Similar mysql_real_escape_string PHP language () function, when used to prevent SQL injection, may experience the successful implantation of type int.

mysql_real_escape_string () usage

mysql_real_escape_string () function escapes special characters in a string SQL statements used in.
The following characters are affected:

\x00
\n
\r
\
'
"
\x1a

If successful, the function returns a string to be escaped. If it fails, false is returned.

Use Cases

Code Cases String type filter parameters:

<?php
$con = mysql_connect("localhost", "hello", "321");
if (!$con){
  die('Could not connect: ' . mysql_error());
}

// 获得用户名和密码的代码
$user = $_POST("user");
$pwd = $_POST("pwd");

// 转义用户名和密码，以便在 SQL 中使用
$user = mysql_real_escape_string($user);
$pwd = mysql_real_escape_string($pwd);

$sql = "SELECT * FROM users WHERE
user='" . $user . "' AND password='" . $pwd . "'"

//...

mysql_close($con);
?>

Such fact can filter string type parameters, but if it is int argument to die, reasons explained below.

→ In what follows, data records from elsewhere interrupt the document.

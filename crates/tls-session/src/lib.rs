//! Memory-only bridge between a byte-stream I/O layer and a TLS record
//! engine.
//!
//! [`Connection`] accepts plaintext to encrypt and ciphertext to decrypt,
//! drives the engine's handshake to completion, verifies the peer under the
//! configured policy, and emits the resulting bytes plus lifecycle events
//! through callbacks. It performs no socket I/O of its own: the host wires
//! [`Connection::set_write_callback`] to its transport and feeds received
//! bytes back in through [`Connection::unwrap`].

#![deny(missing_docs, unreachable_pub, unused_must_use)]
#![deny(clippy::all)]
#![forbid(unsafe_code)]

pub mod anchors;
mod buffer;
mod chunk;
mod conn;
mod error;
mod runtime;
mod verify;

pub use anchors::{OwnedTrustAnchor, RootCertStore, RootCertStoreError};
pub use conn::{
    ChunkCallback, Connection, ErrorCallback, HandshakeCallback, ReadCallback, WriteCallback,
};
pub use error::Error;
pub use runtime::{DomainTag, Job, Runtime};
pub use verify::{CertificateError, KeyExchangeAlgorithm, TrustStore};

pub use tls_engine::{
    Certificate, ClientAuth, Engine, EngineContext, EngineError, EngineResult, EngineTask,
    HandshakeStatus, PeerCertificates, Role, SessionInfo, Status,
};

/// Error code delivered to the read callback when the inbound side closes
/// cleanly.
pub const EOF: i32 = -4095;
//! Property tests for the pro estimator and raw-form coercion.

use estima::{
    estimate_pro, classify, CommercialParameters, ComplexitySelection, CriterionKey, QualityTier,
    RawCommercialForm, Weight,
};
use proptest::prelude::*;

fn arb_weight() -> impl Strategy<Value = Weight> {
    prop_oneof![
        Just(Weight::Light),
        Just(Weight::Moderate),
        Just(Weight::Heavy),
    ]
}

fn arb_selection() -> impl Strategy<Value = ComplexitySelection> {
    (arb_weight(), arb_weight(), arb_weight(), arb_weight()).prop_map(|(s, d, db, i)| {
        ComplexitySelection::new()
            .with(CriterionKey::Screens, s)
            .with(CriterionKey::Design, d)
            .with(CriterionKey::Database, db)
            .with(CriterionKey::Integrations, i)
    })
}

fn arb_commercial() -> impl Strategy<Value = CommercialParameters> {
    (
        0.0f64..=1000.0,
        1u32..=20,
        1i64..=3,
        proptest::option::of(0.0f64..=500_000.0),
    )
        .prop_map(|(rate, devs, tier, offer)| {
            CommercialParameters::new(rate, devs, QualityTier::from_number(tier), offer)
        })
}

proptest! {
    /// PROPERTY: Every numeric output is finite and schedule/hours
    /// respect their lower bounds - no NaN escapes the boundary.
    #[test]
    fn property_outputs_finite_and_bounded(
        selection in arb_selection(),
        commercial in arb_commercial(),
    ) {
        let result = estimate_pro(&selection, &commercial);
        prop_assert!(result.suggested_price.is_finite());
        prop_assert!(result.estimated_hours >= 48, "4 points * 12h is the minimum");
        prop_assert!(result.estimated_weeks >= 1);
        if let Some(margin) = result.profit_margin {
            prop_assert!(margin.is_finite());
        }
    }

    /// PROPERTY: Margin exists exactly when an offer exists, and equals
    /// offer minus suggested price (sign preserved).
    #[test]
    fn property_margin_mirrors_offer(
        selection in arb_selection(),
        commercial in arb_commercial(),
    ) {
        let result = estimate_pro(&selection, &commercial);
        match commercial.client_offer {
            Some(offer) => {
                prop_assert_eq!(result.profit_margin, Some(offer - result.suggested_price));
            }
            None => prop_assert_eq!(result.profit_margin, None),
        }
    }

    /// PROPERTY: The estimate is consistent with its own classification.
    #[test]
    fn property_score_matches_classifier(
        selection in arb_selection(),
        commercial in arb_commercial(),
    ) {
        let result = estimate_pro(&selection, &commercial);
        prop_assert_eq!(result.score, classify(&selection));
    }

    /// PROPERTY: Identical inputs produce identical results.
    #[test]
    fn property_idempotent(
        selection in arb_selection(),
        commercial in arb_commercial(),
    ) {
        prop_assert_eq!(
            estimate_pro(&selection, &commercial),
            estimate_pro(&selection, &commercial)
        );
    }

    /// PROPERTY: Coercing arbitrary form garbage never panics and always
    /// yields sanitized parameters.
    #[test]
    fn property_raw_form_coercion_total(
        rate in "\\PC*",
        devs in "\\PC*",
        tier in "\\PC*",
        offer in "\\PC*",
    ) {
        let params = RawCommercialForm {
            hourly_rate: rate,
            developer_count: devs,
            quality_tier: tier,
            client_offer: offer,
        }
        .resolve();
        prop_assert!(params.hourly_rate >= 0.0 && params.hourly_rate.is_finite());
        prop_assert!(params.developer_count >= 1);
        if let Some(offer) = params.client_offer {
            prop_assert!(offer >= 0.0 && offer.is_finite());
        }
    }
}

Int type parameter splicing

<?php
$con = mysql_connect("localhost", "hello", "321");
if (!$con){
  die('Could not connect: ' . mysql_error());
}

// 获得用户名和密码的代码
> 过滤String型参数；

$mobile = $_POST("mobile");
$v = $_POST("v");

// 转义用户名和密码，以便在 SQL 中使用
$mobile = mysql_real_escape_string($mobile);
$v = mysql_real_escape_string($v);

$condStr .= "SELECT * FROM users WHERE uers=lisi AND mobile = $mobile LIKE "."$v";

mysql_close($con);
?>

This sql statement using a mobile = 138888888888 int type parameter, see the above splicing rule, do not need so ', "closed symbols, only need to pass 1 union select 1=1 ; --can be injected.

If the mobile parameter does not turn into strong% d, then there will be an int sql injection.